> Aim of the exercise
Only these lines are needed: the first line of the entries below through the line with "pub enum WizardError", each returned exactly.

> Dataset records
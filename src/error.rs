//! Error types for Krushi Mitra.
//!
//! Validation failures are not errors: they come back as
//! [`ValidationErrors`](crate::onboarding::ValidationErrors) values. The types
//! here cover misuse of the wizard API and infrastructure failures.

/// Configuration-related errors.
#[derive(Debug, thiserror::Error)]
pub enum ConfigError {
    #[error("Invalid configuration value for {key}: {message}")]
    InvalidValue { key: String, message: String },
}

/// Preference store errors.
#[derive(Debug, thiserror::Error)]
pub enum StoreError {
    #[error("Connection error: {0}")]
    Pool(String),

    #[error("Query failed: {0}")]
    Query(String),

    #[error("Migration failed: {0}")]
    Migration(String),

    #[error("Serialization error: {0}")]
    Serialization(String),
}

/// Misuse of the wizard controller.
#[derive(Debug, thiserror::Error, PartialEq, Eq)]
pub enum WizardError {
    #[error("Onboarding can only be completed from the review step (current step: {step})")]
    NotAtReview { step: u8 },

    #[error("Onboarding was already completed")]
    AlreadyCompleted,
}

/// A raw field update that could not be applied to the draft.
#[derive(Debug, thiserror::Error, PartialEq, Eq)]
pub enum FieldError {
    #[error("Unknown field: {0}")]
    UnknownField(String),

    #[error("'{value}' is not a valid option for {field}")]
    UnknownOption { field: String, value: String },

    #[error("{field} can only be set by location acquisition")]
    NotEditable { field: String },
}
#[cfg(test)]
mod tests {
    use std::sync::Mutex;
    use std::sync::atomic::{AtomicUsize, Ordering};

    use super::*;
    use crate::onboarding::geolocation::{Coordinates, GeoError, PERMISSION_MESSAGE};
    use crate::onboarding::session::{AuthenticatedUser, DemoUser, Session};
    use crate::onboarding::validate::{INVALID_NUMBER, LOCATION_REQUIRED, SOWING_DATE_REQUIRED};

    struct CountingSession {
        demo: bool,
        marks: AtomicUsize,
    }

    impl SessionProvider for CountingSession {
        fn session(&self) -> Session {
            if self.demo {
                Session::DemoAccount(DemoUser {
                    name: "Demo".into(),
                })
            } else {
                Session::Authenticated(AuthenticatedUser {
                    id: uuid::Uuid::nil(),
                    name: "Ramesh".into(),
                    phone: "9876543210".into(),
                    onboarding_completed: false,
                    onboarding_completed_at: None,
                })
            }
        }

        fn mark_onboarding_complete(&self) {
            self.marks.fetch_add(1, Ordering::SeqCst);
        }
    }

    #[derive(Default)]
    struct RecordingNavigator {
        routes: Mutex<Vec<Route>>,
    }

    impl Navigator for RecordingNavigator {
        fn navigate(&self, route: Route) {
            self.routes.lock().unwrap().push(route);
        }
    }

    fn wizard(demo: bool) -> (WizardController, Arc<CountingSession>, Arc<RecordingNavigator>) {
        let session = Arc::new(CountingSession {
            demo,
            marks: AtomicUsize::new(0),
        });
        let nav = Arc::new(RecordingNavigator::default());
        let wizard = WizardController::new(WizardConfig::default(), session.clone(), nav.clone());
        (wizard, session, nav)
    }

    fn fill_step_one(w: &mut WizardController) {
        w.set_field(FieldUpdate::FarmName("Green Valley Farm".into()));
        w.set_field(FieldUpdate::FarmLocation("Kharadi".into()));
        w.set_field(FieldUpdate::TotalArea("12".into()));
    }

    fn walk_to_review(w: &mut WizardController) {
        fill_step_one(w);
        w.set_field(FieldUpdate::SowingDate("2025-06-15".into()));
        for _ in 0..3 {
            assert!(w.next().resets_scroll());
        }
        assert_eq!(w.step(), WizardStep::Review);
    }

    #[test]
    fn starts_on_farm_details() {
        let (w, _, _) = wizard(false);
        assert_eq!(w.step(), WizardStep::FarmDetails);
        assert!(w.errors().is_empty());
    }

    #[test]
    fn blocked_next_keeps_step() {
        let (mut w, _, _) = wizard(false);
        let t = w.next();
        assert!(matches!(t, Transition::Blocked(ref e) if e.len() == 3));
        assert!(!t.resets_scroll());
        assert_eq!(w.step(), WizardStep::FarmDetails);
        assert_eq!(w.errors().len(), 3);
    }

    #[test]
    fn clean_next_advances_once() {
        let (mut w, _, _) = wizard(false);
        fill_step_one(&mut w);
        assert_eq!(
            w.next(),
            Transition::Moved {
                from: WizardStep::FarmDetails,
                to: WizardStep::CropDetails
            }
        );
        assert_eq!(w.step(), WizardStep::CropDetails);
    }

    #[test]
    fn editing_a_field_clears_only_its_error() {
        let (mut w, _, _) = wizard(false);
        w.set_field(FieldUpdate::TotalArea("abc".into()));
        w.next();
        assert_eq!(w.errors().get(Field::TotalArea), Some(INVALID_NUMBER));

        w.set_field(FieldUpdate::FarmName("Green Valley Farm".into()));
        assert!(!w.errors().contains(Field::FarmName));
        assert_eq!(w.errors().get(Field::FarmLocation), Some(LOCATION_REQUIRED));
        assert_eq!(w.errors().get(Field::TotalArea), Some(INVALID_NUMBER));
        assert_eq!(w.errors().len(), 2);
    }

    #[test]
    fn editing_with_a_still_invalid_value_clears_until_next() {
        let (mut w, _, _) = wizard(false);
        w.next();
        w.set_field(FieldUpdate::FarmName("  ".into()));
        assert!(!w.errors().contains(Field::FarmName));
        w.next();
        assert!(w.errors().contains(Field::FarmName));
    }

    #[test]
    fn step_two_requires_sowing_date() {
        let (mut w, _, _) = wizard(false);
        fill_step_one(&mut w);
        w.next();
        let t = w.next();
        assert_eq!(
            t,
            Transition::Blocked(ValidationErrors::from([(
                Field::SowingDate,
                SOWING_DATE_REQUIRED
            )]))
        );
        assert_eq!(w.step(), WizardStep::CropDetails);
    }

    #[test]
    fn previous_never_validates_or_clears() {
        let (mut w, _, _) = wizard(false);
        fill_step_one(&mut w);
        w.next();
        w.next();
        assert!(w.errors().contains(Field::SowingDate));

        w.set_field(FieldUpdate::FarmName(String::new()));
        let t = w.previous();
        assert!(t.resets_scroll());
        assert_eq!(w.step(), WizardStep::FarmDetails);
        assert!(w.errors().contains(Field::SowingDate));
        assert_eq!(w.previous(), Transition::Stayed(WizardStep::FarmDetails));
    }

    #[test]
    fn navigating_back_keeps_fields() {
        let (mut w, _, _) = wizard(false);
        walk_to_review(&mut w);
        w.previous();
        w.previous();
        w.previous();
        let draft = w.draft();
        assert_eq!(draft.farm_name, "Green Valley Farm");
        assert_eq!(draft.sowing_date, "2025-06-15");
    }

    #[test]
    fn later_fields_can_be_set_early() {
        let (mut w, _, _) = wizard(false);
        w.set_field(FieldUpdate::SowingDate("2025-06-15".into()));
        fill_step_one(&mut w);
        w.next();
        assert!(w.next().resets_scroll());
        assert_eq!(w.step(), WizardStep::Preferences);
    }

    #[test]
    fn next_on_review_stays() {
        let (mut w, _, _) = wizard(false);
        walk_to_review(&mut w);
        assert_eq!(w.next(), Transition::Stayed(WizardStep::Review));
    }

    #[test]
    fn complete_outside_review_is_rejected() {
        let (mut w, session, nav) = wizard(false);
        assert_eq!(w.complete().unwrap_err(), WizardError::NotAtReview { step: 1 });
        assert_eq!(session.marks.load(Ordering::SeqCst), 0);
        assert!(nav.routes.lock().unwrap().is_empty());
    }

    #[test]
    fn demo_completion_skips_flag() {
        let (mut w, session, nav) = wizard(true);
        walk_to_review(&mut w);
        let done = w.complete().unwrap();
        assert!(!done.marked_complete);
        assert_eq!(session.marks.load(Ordering::SeqCst), 0);
        assert_eq!(*nav.routes.lock().unwrap(), vec![Route::Dashboard]);
    }

    #[test]
    fn completion_marks_once_and_navigates() {
        let (mut w, session, nav) = wizard(false);
        walk_to_review(&mut w);
        let done = w.complete().unwrap();
        assert!(done.marked_complete);
        assert_eq!(done.route, Route::Dashboard);
        assert_eq!(done.draft.farm_name, "Green Valley Farm");
        assert_eq!(session.marks.load(Ordering::SeqCst), 1);
        assert_eq!(*nav.routes.lock().unwrap(), vec![Route::Dashboard]);

        assert_eq!(w.complete().unwrap_err(), WizardError::AlreadyCompleted);
        assert_eq!(session.marks.load(Ordering::SeqCst), 1);
    }

    #[test]
    fn single_flight_location() {
        let (mut w, _, _) = wizard(false);
        let ticket = w.begin_locate().unwrap();
        assert!(w.is_locating());
        assert!(w.begin_locate().is_none());

        let coords = Coordinates {
            latitude: 18.5515,
            longitude: 73.9348,
        };
        assert!(w.apply_location(ticket, AcquireOutcome::Located(coords)));
        assert!(!w.is_locating());
        assert_eq!(w.draft().coordinates(), Some((18.5515, 73.9348)));
        assert!(!w.shows_location_hint());
    }

    #[test]
    fn denied_location_does_not_block() {
        let (mut w, _, _) = wizard(false);
        let ticket = w.begin_locate().unwrap();
        assert!(w.apply_location(ticket, AcquireOutcome::Failed(GeoError::PermissionDenied)));
        assert_eq!(w.location_message(), Some(PERMISSION_MESSAGE));
        assert!(w.draft().coordinates().is_none());

        fill_step_one(&mut w);
        assert!(w.next().resets_scroll());
        assert_eq!(w.location_message(), Some(PERMISSION_MESSAGE));
    }

    #[test]
    fn result_after_unmount_is_discarded() {
        let (mut w, _, _) = wizard(false);
        let ticket = w.begin_locate().unwrap();
        w.unmount();
        assert!(ticket.token().is_cancelled());
        let coords = Coordinates {
            latitude: 1.0,
            longitude: 2.0,
        };
        assert!(!w.apply_location(ticket, AcquireOutcome::Located(coords)));
        assert!(w.draft().coordinates().is_none());
        assert!(w.begin_locate().is_none());
    }

    #[test]
    fn stale_ticket_is_discarded() {
        let (mut w, _, _) = wizard(false);
        let first = w.begin_locate().unwrap();
        w.cancel_locate();
        assert!(first.token().is_cancelled());
        let second = w.begin_locate().unwrap();
        assert!(!w.apply_location(first, AcquireOutcome::Failed(GeoError::Timeout)));
        assert!(w.location_message().is_none());
        assert!(w.is_locating());
        assert!(w.apply_location(second, AcquireOutcome::Failed(GeoError::Timeout)));
    }

    #[test]
    fn location_hint_respects_dismissal() {
        let (mut w, _, _) = wizard(false);
        assert!(w.shows_location_hint());
        w.dismiss_location_hint();
        assert!(!w.shows_location_hint());
        assert!(w.config().preferences.is_dismissed(banners::LOCATION_HINT));
    }
}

> Response to the task
filename src/error.rs
//! Error types for Krushi Mitra.
//!
//! Validation failures are not errors: they come back as
//! [`ValidationErrors`](crate::onboarding::ValidationErrors) values. The types
//! here cover misuse of the wizard API and infrastructure failures.

/// Configuration-related errors.
#[derive(Debug, thiserror::Error)]
pub enum ConfigError {
    #[error("Invalid configuration value for {key}: {message}")]
    InvalidValue { key: String, message: String },
}

/// Preference store errors.
#[derive(Debug, thiserror::Error)]
pub enum StoreError {
    #[error("Connection error: {0}")]
    Pool(String),

    #[error("Query failed: {0}")]
    Query(String),

    #[error("Migration failed: {0}")]
    Migration(String),

    #[error("Serialization error: {0}")]
    Serialization(String),
}

/// Misuse of the wizard controller.
#[derive(Debug, thiserror::Error, PartialEq, Eq)]
pub enum WizardError {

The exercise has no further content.